### INFORMATION SUPPLIED

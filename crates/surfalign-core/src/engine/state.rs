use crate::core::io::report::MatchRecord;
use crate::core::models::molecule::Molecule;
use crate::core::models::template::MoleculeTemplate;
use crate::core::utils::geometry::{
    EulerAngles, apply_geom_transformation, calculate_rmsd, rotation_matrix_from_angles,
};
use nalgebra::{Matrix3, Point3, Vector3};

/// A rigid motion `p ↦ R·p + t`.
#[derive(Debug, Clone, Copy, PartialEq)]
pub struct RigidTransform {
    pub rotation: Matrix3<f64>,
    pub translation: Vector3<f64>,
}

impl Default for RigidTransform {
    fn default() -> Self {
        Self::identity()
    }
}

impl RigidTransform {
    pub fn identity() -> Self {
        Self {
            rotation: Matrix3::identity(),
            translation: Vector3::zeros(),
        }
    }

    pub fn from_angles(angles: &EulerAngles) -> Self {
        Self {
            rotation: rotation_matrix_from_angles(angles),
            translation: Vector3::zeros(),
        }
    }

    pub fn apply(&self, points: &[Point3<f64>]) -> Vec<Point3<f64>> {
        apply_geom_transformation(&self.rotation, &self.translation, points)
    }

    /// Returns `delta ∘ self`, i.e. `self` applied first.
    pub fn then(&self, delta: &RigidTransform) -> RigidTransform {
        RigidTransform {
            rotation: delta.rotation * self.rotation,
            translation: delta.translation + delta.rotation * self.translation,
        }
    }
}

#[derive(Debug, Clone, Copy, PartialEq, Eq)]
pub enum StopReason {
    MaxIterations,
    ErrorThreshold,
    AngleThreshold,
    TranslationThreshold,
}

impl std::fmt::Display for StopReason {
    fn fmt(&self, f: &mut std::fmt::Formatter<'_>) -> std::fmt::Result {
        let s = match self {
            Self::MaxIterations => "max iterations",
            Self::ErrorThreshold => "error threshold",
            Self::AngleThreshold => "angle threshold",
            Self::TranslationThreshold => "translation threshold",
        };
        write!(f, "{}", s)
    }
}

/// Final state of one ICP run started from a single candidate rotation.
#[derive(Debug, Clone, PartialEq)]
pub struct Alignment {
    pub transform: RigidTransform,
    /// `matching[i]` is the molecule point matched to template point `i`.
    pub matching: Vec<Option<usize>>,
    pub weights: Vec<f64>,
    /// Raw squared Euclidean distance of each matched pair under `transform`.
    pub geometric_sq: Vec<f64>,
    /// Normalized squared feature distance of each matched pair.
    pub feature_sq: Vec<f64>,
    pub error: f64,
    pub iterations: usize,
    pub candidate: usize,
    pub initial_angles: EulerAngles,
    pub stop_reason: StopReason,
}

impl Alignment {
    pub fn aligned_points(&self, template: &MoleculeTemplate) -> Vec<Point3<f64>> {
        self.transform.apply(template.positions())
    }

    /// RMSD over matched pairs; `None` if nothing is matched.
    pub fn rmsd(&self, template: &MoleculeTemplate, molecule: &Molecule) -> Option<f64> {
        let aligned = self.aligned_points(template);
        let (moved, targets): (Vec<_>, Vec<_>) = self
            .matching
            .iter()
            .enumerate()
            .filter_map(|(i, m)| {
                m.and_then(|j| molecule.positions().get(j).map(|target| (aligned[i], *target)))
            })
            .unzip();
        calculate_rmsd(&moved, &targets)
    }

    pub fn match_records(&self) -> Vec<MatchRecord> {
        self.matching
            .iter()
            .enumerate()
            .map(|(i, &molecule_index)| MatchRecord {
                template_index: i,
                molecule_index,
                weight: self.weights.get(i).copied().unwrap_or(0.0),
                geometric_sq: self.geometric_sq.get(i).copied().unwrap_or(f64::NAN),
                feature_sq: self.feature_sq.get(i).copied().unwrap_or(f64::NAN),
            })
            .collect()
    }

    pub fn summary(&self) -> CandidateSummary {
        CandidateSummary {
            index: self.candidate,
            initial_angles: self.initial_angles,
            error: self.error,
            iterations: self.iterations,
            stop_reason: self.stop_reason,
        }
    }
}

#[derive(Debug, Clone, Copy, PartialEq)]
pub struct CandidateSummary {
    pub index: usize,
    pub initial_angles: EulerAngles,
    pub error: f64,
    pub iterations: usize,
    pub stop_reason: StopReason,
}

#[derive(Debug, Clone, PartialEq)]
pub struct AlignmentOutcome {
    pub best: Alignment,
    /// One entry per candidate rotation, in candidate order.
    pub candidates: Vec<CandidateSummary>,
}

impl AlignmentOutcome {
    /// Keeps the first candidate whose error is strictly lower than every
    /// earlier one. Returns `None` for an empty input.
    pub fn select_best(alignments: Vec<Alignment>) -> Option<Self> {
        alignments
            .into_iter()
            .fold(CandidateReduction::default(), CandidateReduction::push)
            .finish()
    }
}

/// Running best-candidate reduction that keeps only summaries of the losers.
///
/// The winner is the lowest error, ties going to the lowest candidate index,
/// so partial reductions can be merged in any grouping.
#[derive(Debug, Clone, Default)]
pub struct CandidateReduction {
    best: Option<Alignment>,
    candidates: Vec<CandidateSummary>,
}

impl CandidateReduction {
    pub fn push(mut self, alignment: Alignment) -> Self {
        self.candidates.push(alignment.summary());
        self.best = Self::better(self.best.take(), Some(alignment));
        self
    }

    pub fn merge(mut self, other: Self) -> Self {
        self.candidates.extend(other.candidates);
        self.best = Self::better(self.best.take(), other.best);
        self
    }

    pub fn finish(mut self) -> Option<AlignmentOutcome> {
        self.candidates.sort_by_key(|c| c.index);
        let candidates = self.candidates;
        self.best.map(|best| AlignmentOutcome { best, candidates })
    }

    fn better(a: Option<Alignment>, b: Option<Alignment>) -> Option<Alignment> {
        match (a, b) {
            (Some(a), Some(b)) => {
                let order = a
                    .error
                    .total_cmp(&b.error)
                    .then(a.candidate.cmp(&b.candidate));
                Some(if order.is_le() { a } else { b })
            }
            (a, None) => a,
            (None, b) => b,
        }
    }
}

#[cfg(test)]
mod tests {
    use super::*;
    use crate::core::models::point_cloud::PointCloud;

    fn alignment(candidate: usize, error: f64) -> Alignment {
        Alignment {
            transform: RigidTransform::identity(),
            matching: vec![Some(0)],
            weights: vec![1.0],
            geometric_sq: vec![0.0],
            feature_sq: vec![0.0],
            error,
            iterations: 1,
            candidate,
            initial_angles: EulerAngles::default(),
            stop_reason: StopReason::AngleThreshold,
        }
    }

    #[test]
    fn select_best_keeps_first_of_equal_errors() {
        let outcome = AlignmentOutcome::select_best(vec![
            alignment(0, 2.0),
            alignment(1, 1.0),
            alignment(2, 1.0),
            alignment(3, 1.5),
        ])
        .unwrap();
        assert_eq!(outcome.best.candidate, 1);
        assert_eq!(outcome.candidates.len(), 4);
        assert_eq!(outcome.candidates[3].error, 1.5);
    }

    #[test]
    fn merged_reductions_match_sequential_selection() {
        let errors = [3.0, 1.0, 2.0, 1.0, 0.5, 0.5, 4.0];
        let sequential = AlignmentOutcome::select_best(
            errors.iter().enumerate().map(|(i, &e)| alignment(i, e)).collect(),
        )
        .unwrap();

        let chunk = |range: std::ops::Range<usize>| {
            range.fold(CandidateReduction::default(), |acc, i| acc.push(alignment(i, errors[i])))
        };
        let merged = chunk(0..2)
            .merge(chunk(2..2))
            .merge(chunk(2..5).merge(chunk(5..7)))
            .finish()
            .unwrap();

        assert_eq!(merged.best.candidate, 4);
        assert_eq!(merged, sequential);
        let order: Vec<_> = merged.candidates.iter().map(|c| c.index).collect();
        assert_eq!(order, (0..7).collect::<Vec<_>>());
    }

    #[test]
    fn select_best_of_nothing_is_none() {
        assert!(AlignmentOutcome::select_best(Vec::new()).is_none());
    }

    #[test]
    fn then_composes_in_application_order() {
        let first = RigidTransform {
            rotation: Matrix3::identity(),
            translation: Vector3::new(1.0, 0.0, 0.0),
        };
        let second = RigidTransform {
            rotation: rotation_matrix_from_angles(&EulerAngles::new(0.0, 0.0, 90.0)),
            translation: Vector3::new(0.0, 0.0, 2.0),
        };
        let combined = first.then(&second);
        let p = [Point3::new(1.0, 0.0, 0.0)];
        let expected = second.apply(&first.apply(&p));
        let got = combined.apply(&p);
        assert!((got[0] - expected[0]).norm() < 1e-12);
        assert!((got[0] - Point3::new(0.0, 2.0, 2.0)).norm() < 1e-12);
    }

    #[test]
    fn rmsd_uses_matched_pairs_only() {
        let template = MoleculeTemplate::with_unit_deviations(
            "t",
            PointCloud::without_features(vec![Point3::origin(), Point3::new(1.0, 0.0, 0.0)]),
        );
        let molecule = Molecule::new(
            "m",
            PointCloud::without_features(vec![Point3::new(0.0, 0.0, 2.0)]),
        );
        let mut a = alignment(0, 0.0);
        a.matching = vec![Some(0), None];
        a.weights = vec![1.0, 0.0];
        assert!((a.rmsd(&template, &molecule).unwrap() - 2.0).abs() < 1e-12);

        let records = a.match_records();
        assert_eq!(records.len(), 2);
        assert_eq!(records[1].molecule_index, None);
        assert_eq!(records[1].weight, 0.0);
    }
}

### BRIEF
Tally the lines of the entries above that hold the word "moved"; the number is the whole answer.

### ANSWER SECTION
2